WHAT TO WORK ON →
In this exercise, restate the listing word for word.

DATA SHOWN →
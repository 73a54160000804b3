//! Error types for token-stream decoding.
//!
//! Every failure a decode can produce is one of three kinds:
//!
//! - **End of stream**: a decoder needed a token and the stream had none left
//! - **Parse error**: a token was present but not convertible to the target scalar
//! - **Invalid length**: a sequence declared a negative element count
//!
//! Each variant carries the zero-based position of the token at which the
//! failure was detected, counted from the start of the stream.
//!
//! ## Examples
//!
//! ```rust
//! use slashload::{load, Error, IntDecoder};
//!
//! let err = load("abc", &IntDecoder).unwrap_err();
//! assert!(matches!(err, Error::ParseError { position: 0, .. }));
//! ```

use thiserror::Error;

/// Represents all possible errors that can occur while decoding a token stream.
///
/// Failures propagate immediately to the caller; there is no recovery,
/// default substitution, or partial construction anywhere in the crate.
#[derive(Debug, Clone, PartialEq, Eq, Error)]
pub enum Error {
    /// The stream was exhausted before a required token could be read.
    #[error("end of stream at token {position}: another token was required")]
    EndOfStream { position: usize },

    /// A token was present but could not be parsed as the target scalar type.
    #[error("parse error at token {position}: {token:?} is not a valid {expected}")]
    ParseError {
        position: usize,
        token: String,
        expected: &'static str,
    },

    /// A sequence declared a negative element count.
    #[error("invalid length at token {position}: sequence count {length} is negative")]
    InvalidLength { position: usize, length: i64 },
}

impl Error {
    /// Creates an end-of-stream error at the given token position.
    ///
    /// # Examples
    ///
    /// ```rust
    /// use slashload::Error;
    ///
    /// let err = Error::end_of_stream(3);
    /// assert!(err.to_string().contains("token 3"));
    /// ```
    pub fn end_of_stream(position: usize) -> Self {
        Error::EndOfStream { position }
    }

    /// Creates a parse error for a token that failed scalar conversion.
    ///
    /// # Examples
    ///
    /// ```rust
    /// use slashload::Error;
    ///
    /// let err = Error::parse(0, "abc", "integer");
    /// assert!(err.to_string().contains("not a valid integer"));
    /// ```
    pub fn parse(position: usize, token: &str, expected: &'static str) -> Self {
        Error::ParseError {
            position,
            token: token.to_string(),
            expected,
        }
    }

    /// Creates an invalid-length error for a negative sequence count.
    pub fn invalid_length(position: usize, length: i64) -> Self {
        Error::InvalidLength { position, length }
    }

    /// Returns the token position at which this error was detected.
    #[must_use]
    pub fn position(&self) -> usize {
        match self {
            Error::EndOfStream { position }
            | Error::ParseError { position, .. }
            | Error::InvalidLength { position, .. } => *position,
        }
    }
}

pub type Result<T> = std::result::Result<T, Error>;
//! Single-pass token streams.
//!
//! A [`TokenStream`] is an ordered, finite sequence of string tokens with a
//! cursor marking the next unread position. It is created once per top-level
//! decode by splitting the input on a delimiter, and shared by `&mut`
//! reference with every nested decode so that token position advances
//! monotonically across the whole call tree.
//!
//! The interface is deliberately narrow: [`TokenStream::next_token`] is the
//! only way to observe tokens. There is no peek, rewind, or random access,
//! so a decoder can consume exactly the tokens its value requires and
//! nothing else.
//!
//! ## Examples
//!
//! ```rust
//! use slashload::TokenStream;
//!
//! let mut stream = TokenStream::new("3/apple/banana");
//! assert_eq!(stream.next_token().unwrap(), "3");
//! assert_eq!(stream.next_token().unwrap(), "apple");
//! assert_eq!(stream.position(), 2);
//! assert_eq!(stream.remaining(), 1);
//! ```

use crate::error::{Error, Result};

/// An ordered, single-pass, cursor-advancing accessor over tokens.
///
/// Tokens borrow from the input string; the stream owns no text. The cursor
/// never moves backward, and once the stream is exhausted every further read
/// fails with [`Error::EndOfStream`].
#[derive(Debug)]
pub struct TokenStream<'a> {
    tokens: Vec<&'a str>,
    cursor: usize,
}

impl<'a> TokenStream<'a> {
    /// Creates a stream by splitting `input` on `/`.
    ///
    /// Empty input yields a stream of zero tokens, which is valid but
    /// immediately exhausted.
    ///
    /// # Examples
    ///
    /// ```rust
    /// use slashload::TokenStream;
    ///
    /// let stream = TokenStream::new("a/b/c");
    /// assert_eq!(stream.remaining(), 3);
    ///
    /// let empty = TokenStream::new("");
    /// assert_eq!(empty.remaining(), 0);
    /// ```
    #[must_use]
    pub fn new(input: &'a str) -> Self {
        Self::with_delimiter(input, '/')
    }

    /// Creates a stream by splitting `input` on an arbitrary delimiter.
    #[must_use]
    pub fn with_delimiter(input: &'a str, delimiter: char) -> Self {
        let tokens = if input.is_empty() {
            Vec::new()
        } else {
            input.split(delimiter).collect()
        };
        TokenStream { tokens, cursor: 0 }
    }

    /// Returns the next token and advances the cursor by one.
    ///
    /// # Errors
    ///
    /// Returns [`Error::EndOfStream`] when no tokens remain.
    pub fn next_token(&mut self) -> Result<&'a str> {
        match self.tokens.get(self.cursor) {
            Some(&token) => {
                self.cursor += 1;
                Ok(token)
            }
            None => Err(Error::end_of_stream(self.cursor)),
        }
    }

    /// Returns the number of tokens consumed so far.
    ///
    /// This is also the zero-based position of the next unread token, which
    /// is what error variants report.
    #[must_use]
    pub fn position(&self) -> usize {
        self.cursor
    }

    /// Returns the number of unread tokens.
    #[must_use]
    pub fn remaining(&self) -> usize {
        self.tokens.len() - self.cursor
    }

    /// Returns `true` once every token has been consumed.
    #[must_use]
    pub fn is_exhausted(&self) -> bool {
        self.cursor == self.tokens.len()
    }
}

RESULT OF THE TASK →
repository 73a54160000804b3
//! Error types for token-stream decoding.
//!
//! Every failure a decode can produce is one of three kinds:
//!
//! - **End of stream**: a decoder needed a token and the stream had none left
//! - **Parse error**: a token was present but not convertible to the target scalar
//! - **Invalid length**: a sequence declared a negative element count
//!
//! Each variant carries the zero-based position of the token at which the
//! failure was detected, counted from the start of the stream.
//!
//! ## Examples
//!
//! ```rust
//! use slashload::{load, Error, IntDecoder};
//!
//! let err = load("abc", &IntDecoder).unwrap_err();
//! assert!(matches!(err, Error::ParseError { position: 0, .. }));
//! ```

use thiserror::Error;

/// Represents all possible errors that can occur while decoding a token stream.
///
/// Failures propagate immediately to the caller; there is no recovery,
/// default substitution, or partial construction anywhere in the crate.
#[derive(Debug, Clone, PartialEq, Eq, Error)]
pub enum Error {
    /// The stream was exhausted before a required token could be read.
    #[error("end of stream at token {position}: another token was required")]
    EndOfStream { position: usize },

    /// A token was present but could not be parsed as the target scalar type.
    #[error("parse error at token {position}: {token:?} is not a valid {expected}")]
    ParseError {
        position: usize,
        token: String,
        expected: &'static str,
    },

    /// A sequence declared a negative element count.
    #[error("invalid length at token {position}: sequence count {length} is negative")]
    InvalidLength { position: usize, length: i64 },
}

impl Error {
    /// Creates an end-of-stream error at the given token position.
    ///
    /// # Examples
    ///
    /// ```rust
    /// use slashload::Error;
    ///
    /// let err = Error::end_of_stream(3);
    /// assert!(err.to_string().contains("token 3"));
    /// ```
    pub fn end_of_stream(position: usize) -> Self {
        Error::EndOfStream { position }
    }

    /// Creates a parse error for a token that failed scalar conversion.
    ///
    /// # Examples
    ///
    /// ```rust
    /// use slashload::Error;
    ///
    /// let err = Error::parse(0, "abc", "integer");
    /// assert!(err.to_string().contains("not a valid integer"));
    /// ```
    pub fn parse(position: usize, token: &str, expected: &'static str) -> Self {
        Error::ParseError {
            position,
            token: token.to_string(),
            expected,
        }
    }

    /// Creates an invalid-length error for a negative sequence count.
    pub fn invalid_length(position: usize, length: i64) -> Self {
        Error::InvalidLength { position, length }
    }

    /// Returns the token position at which this error was detected.
    #[must_use]
    pub fn position(&self) -> usize {
        match self {
            Error::EndOfStream { position }
            | Error::ParseError { position, .. }
            | Error::InvalidLength { position, .. } => *position,
        }
    }
}

pub type Result<T> = std::result::Result<T, Error>;
//! Single-pass token streams.
//!
//! A [`TokenStream`] is an ordered, finite sequence of string tokens with a
//! cursor marking the next unread position. It is created once per top-level
//! decode by splitting the input on a delimiter, and shared by `&mut`
//! reference with every nested decode so that token position advances
//! monotonically across the whole call tree.
//!
//! The interface is deliberately narrow: [`TokenStream::next_token`] is the
//! only way to observe tokens. There is no peek, rewind, or random access,
//! so a decoder can consume exactly the tokens its value requires and
//! nothing else.
//!
//! ## Examples
//!
//! ```rust
//! use slashload::TokenStream;
//!
//! let mut stream = TokenStream::new("3/apple/banana");
//! assert_eq!(stream.next_token().unwrap(), "3");
//! assert_eq!(stream.next_token().unwrap(), "apple");
//! assert_eq!(stream.position(), 2);
//! assert_eq!(stream.remaining(), 1);
//! ```

use crate::error::{Error, Result};

/// An ordered, single-pass, cursor-advancing accessor over tokens.
///
/// Tokens borrow from the input string; the stream owns no text. The cursor
/// never moves backward, and once the stream is exhausted every further read
/// fails with [`Error::EndOfStream`].
#[derive(Debug)]
pub struct TokenStream<'a> {
    tokens: Vec<&'a str>,
    cursor: usize,
}

impl<'a> TokenStream<'a> {
    /// Creates a stream by splitting `input` on `/`.
    ///
    /// Empty input yields a stream of zero tokens, which is valid but
    /// immediately exhausted.
    ///
    /// # Examples
    ///
    /// ```rust
    /// use slashload::TokenStream;
    ///
    /// let stream = TokenStream::new("a/b/c");
    /// assert_eq!(stream.remaining(), 3);
    ///
    /// let empty = TokenStream::new("");
    /// assert_eq!(empty.remaining(), 0);
    /// ```
    #[must_use]
    pub fn new(input: &'a str) -> Self {
        Self::with_delimiter(input, '/')
    }

    /// Creates a stream by splitting `input` on an arbitrary delimiter.
    #[must_use]
    pub fn with_delimiter(input: &'a str, delimiter: char) -> Self {
        let tokens = if input.is_empty() {
            Vec::new()
        } else {
            input.split(delimiter).collect()
        };
        TokenStream { tokens, cursor: 0 }
    }

    /// Returns the next token and advances the cursor by one.
    ///
    /// # Errors
    ///
    /// Returns [`Error::EndOfStream`] when no tokens remain.
    pub fn next_token(&mut self) -> Result<&'a str> {
        match self.tokens.get(self.cursor) {
            Some(&token) => {
                self.cursor += 1;
                Ok(token)
            }
            None => Err(Error::end_of_stream(self.cursor)),
        }
    }

    /// Returns the number of tokens consumed so far.
    ///
    /// This is also the zero-based position of the next unread token, which
    /// is what error variants report.
    #[must_use]
    pub fn position(&self) -> usize {
        self.cursor
    }

    /// Returns the number of unread tokens.
    #[must_use]
    pub fn remaining(&self) -> usize {
        self.tokens.len() - self.cursor
    }

    /// Returns `true` once every token has been consumed.
    #[must_use]
    pub fn is_exhausted(&self) -> bool {
        self.cursor == self.tokens.len()
    }
}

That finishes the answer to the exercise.